The findings appear in the journal Public Library of Science Genetics.
The international team of researchers wrote: "The history of Latin America has entailed a complex process of population mixture between natives and recent immigrants across a vast geographic region.
"Few details are known about this process or about how it shaped the genetic make-up of Latin American populations."
The study examined 249 unrelated individuals from 13 Mestizo populations (people from a mixed European/native American origin) in seven countries, ranging from Chile in the south to Mexico in the north.
There is a clear genetic signature," explained lead author Andres Luiz-Linares from University College London.
"The initial mixing occurred predominately between immigrant and European men and native and African women."
He said that the study showed that it was a pattern that was uniform across Latin America.

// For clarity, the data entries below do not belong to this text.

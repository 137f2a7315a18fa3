use axum::{
    Json, Router,
    extract::State,
    http::StatusCode,
    response::{IntoResponse, Response},
    routing::get,
};
use core_config::AppInfo;
use futures::future::join_all;
use serde::Serialize;
use serde_json::{Map, Value, json};
use std::future::Future;
use std::pin::Pin;

#[derive(Serialize)]
pub struct HealthResponse {
    pub status: &'static str,
    pub name: &'static str,
    pub version: &'static str,
}

/// A boxed readiness check resolving to a human-readable error on failure.
pub type HealthCheckFuture<'a> = Pin<Box<dyn Future<Output = Result<(), String>> + Send + 'a>>;

/// Runs the named checks concurrently.
///
/// Responds 200 with `{"status":"ready", "<name>":"connected", ...}` when all
/// pass, 503 with `"not ready"` and the failing entries marked
/// `"disconnected"` otherwise.
pub async fn run_health_checks(
    checks: Vec<(&str, HealthCheckFuture<'_>)>,
) -> Result<(StatusCode, Json<Value>), (StatusCode, Json<Value>)> {
    let names: Vec<_> = checks.iter().map(|(name, _)| *name).collect();
    let results = join_all(checks.into_iter().map(|(_, check)| check)).await;

    let mut body = Map::new();
    let mut all_healthy = true;

    for (name, result) in names.into_iter().zip(results) {
        let status = match result {
            Ok(()) => "connected",
            Err(e) => {
                tracing::error!(check = name, error = %e, "Readiness check failed");
                all_healthy = false;
                "disconnected"
            }
        };
        body.insert(name.to_string(), json!(status));
    }

    body.insert(
        "status".to_string(),
        json!(if all_healthy { "ready" } else { "not ready" }),
    );

    if all_healthy {
        Ok((StatusCode::OK, Json(Value::Object(body))))
    } else {
        Err((StatusCode::SERVICE_UNAVAILABLE, Json(Value::Object(body))))
    }
}

pub async fn health_handler(State(app): State<AppInfo>) -> Response {
    let response = HealthResponse {
        status: "healthy",
        name: app.name,
        version: app.version,
    };

    (StatusCode::OK, Json(response)).into_response()
}

/// Liveness route: `GET /health` always answers 200 while the process runs.
pub fn health_router(app_info: AppInfo) -> Router {
    Router::new()
        .route("/health", get(health_handler))
        .with_state(app_info)
}
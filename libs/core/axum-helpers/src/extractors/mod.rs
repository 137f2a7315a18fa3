//! Custom extractors for Axum handlers.

pub mod id_path;
pub mod validated_json;

pub use id_path::IdPath;
pub use validated_json::ValidatedJson;
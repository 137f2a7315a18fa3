use std::time::Duration;

use async_trait::async_trait;
use reqwest::{Client, Response, Url};
use serde::de::DeserializeOwned;
use tracing::{debug, error};

use super::{
    GenerateRequest, GenerateResponse, GeneratorConfig, GeneratorsResponse, ImageGenerator,
    check_task_id,
};
use crate::error::{WallpaperError, WallpaperResult};

/// HTTP implementation of ImageGenerator
pub struct HttpImageGenerator {
    base_url: Url,
    client: Client,
}

impl HttpImageGenerator {
    pub fn new(config: GeneratorConfig) -> WallpaperResult<Self> {
        let client = Client::builder()
            .timeout(Duration::from_secs(config.timeout_secs))
            .build()
            .map_err(|e| WallpaperError::Internal(format!("Failed to build HTTP client: {}", e)))?;

        let base_url = Url::parse(&config.url)
            .ok()
            .filter(|url| !url.cannot_be_a_base())
            .ok_or_else(|| {
                WallpaperError::Internal(format!("Invalid image generator URL: {}", config.url))
            })?;

        Ok(Self { base_url, client })
    }

    /// `{base}/api/images/{segments..}`, each segment percent-encoded
    fn endpoint(&self, segments: &[&str]) -> Url {
        let mut url = self.base_url.clone();
        if let Ok(mut path) = url.path_segments_mut() {
            path.pop_if_empty().extend(["api", "images"]).extend(segments);
        }
        url
    }

    async fn decode<T: DeserializeOwned>(response: Response, operation: &str) -> WallpaperResult<T> {
        let status = response.status();
        if !status.is_success() {
            let body = response.text().await.unwrap_or_default();
            error!(operation, status = %status, error = %body, "Image generator request failed");
            return Err(WallpaperError::Generator(format!(
                "{} returned {}: {}",
                operation, status, body
            )));
        }

        response
            .json()
            .await
            .map_err(|e| WallpaperError::Generator(format!("invalid {} response: {}", operation, e)))
    }
}

fn send_error(e: reqwest::Error) -> WallpaperError {
    WallpaperError::Generator(format!("request failed: {}", e))
}

#[async_trait]
impl ImageGenerator for HttpImageGenerator {
    async fn generate(&self, request: GenerateRequest) -> WallpaperResult<GenerateResponse> {
        debug!(prompt = %request.prompt, generator = ?request.generator_type, "Requesting image generation");

        let response = self
            .client
            .post(self.endpoint(&["generate"]))
            .json(&request)
            .send()
            .await
            .map_err(send_error)?;

        Self::decode(response, "generate").await
    }

    async fn status(&self, task_id: &str) -> WallpaperResult<GenerateResponse> {
        check_task_id(task_id)?;

        let response = self
            .client
            .get(self.endpoint(&["status", task_id]))
            .send()
            .await
            .map_err(send_error)?;

        Self::decode(response, "status").await
    }

    async fn generators(&self) -> WallpaperResult<GeneratorsResponse> {
        let response = self
            .client
            .get(self.endpoint(&["generators"]))
            .send()
            .await
            .map_err(send_error)?;

        Self::decode(response, "generators").await
    }
}
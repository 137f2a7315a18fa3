//! Relational connectivity shared by the wallpaper services.
//!
//! - `common`: error type and retry/backoff helpers (usable for any remote call)
//! - `postgres` (default feature): SeaORM connection pool, migrations, health check
//! - `config` feature: `core_config::FromEnv` for [`postgres::PostgresConfig`]
//!
//! ```ignore
//! use database::postgres;
//! use migration::Migrator;
//!
//! let config = postgres::PostgresConfig::from_env()?;
//! let db = postgres::connect_from_config_with_retry(config, None).await?;
//! postgres::run_migrations::<Migrator>(&db, "wallpaper_api").await?;
//! ```

pub mod common;

#[cfg(feature = "postgres")]
pub mod postgres;

pub use common::{DatabaseError, DatabaseResult};
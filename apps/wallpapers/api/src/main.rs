use std::sync::Arc;
use std::time::Duration;

use axum_helpers::server::{create_production_app, health_router};
use core_config::tracing::{init_tracing, install_color_eyre};
use domain_wallpapers::{
    FeatureStore, HttpFeatureExtractor, HttpImageGenerator, QdrantFeatureStore,
};
use tracing::{info, warn};

mod api;
mod config;
mod openapi;
mod state;

use config::Config;
use state::AppState;

#[tokio::main]
async fn main() -> eyre::Result<()> {
    install_color_eyre();

    let config = Config::from_env()?;
    init_tracing(&config.environment);

    let db = database::postgres::connect_from_config_with_retry(config.database.clone(), None)
        .await
        .map_err(|e| eyre::eyre!("PostgreSQL connection failed: {}", e))?;

    if config.run_migrations {
        database::postgres::run_migrations::<migration::Migrator>(&db, &config.app.name)
            .await
            .map_err(|e| eyre::eyre!("Migrations failed: {}", e))?;
    }

    info!("Connecting to Qdrant at {}", config.qdrant.url);
    let features = QdrantFeatureStore::new(config.qdrant.clone())?;
    features.ensure_collection().await?;

    let extractor = HttpFeatureExtractor::new(config.extractor.clone())?;
    let generator = HttpImageGenerator::new(config.generator.clone())?;

    if config.admin_api_key.is_none() {
        warn!("ADMIN_API_KEY is not set, create and delete will be rejected");
    }

    let state = AppState {
        config,
        db,
        features: Arc::new(features),
        extractor: Arc::new(extractor),
        generator: Arc::new(generator),
    };

    let api_routes = api::routes(&state);

    let app = axum_helpers::create_router::<openapi::ApiDoc>(api_routes)
        .await?
        .merge(health_router(state.config.app.clone()))
        .merge(api::ready_router(state.clone()));

    let shutdown_timeout = Duration::from_secs(state.config.server.shutdown_timeout_secs);
    let server_config = state.config.server.clone();
    create_production_app(app, &server_config, shutdown_timeout, async move {
        info!("Closing database connections");
        if let Err(e) = state.db.close().await {
            warn!("Failed to close database connection: {}", e);
        }
    })
    .await?;

    info!("Server shutdown complete");
    Ok(())
}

"We see it in all the populations we examined, so it is clearly a historical fact that the ancestors of these populations can be traced to matings between immigrant men and native and African women."
The researchers found that within the genetic landscape of Latin America, there were variations.
"The Mestizo with the highest native ancestry are in areas which historically have had relatively large native populations," they reported.
This included Andean regions and cities such as Mexico City, where major civilisations were already established by the time Europeans reached the continent in the late 15th Century.
"By contrast, the Mestizo with the highest European ancestry are from areas with relatively low pre-Columbian native population density and where the current native population is sparse," they added.
Explaining the fate of native males when the Europeans arrived, Professor Luiz-Linares said: "It is a very sad and terrible historical fact, they were basically annihilated.
"Not only did the European settlers take away land and property, they also took away the women and, as much as possible, they exterminated the men."
He said the findings could help people change their perception of Latin American history.
"It is very important in terms of rescuing the past and recognising the roots of the population, and the living presence of natives within the current population," Professor Luiz-Linares explained.
As well as providing an insight into the past, the team hopes that the findings will also help shape studies aimed at identifying and analysing diseases.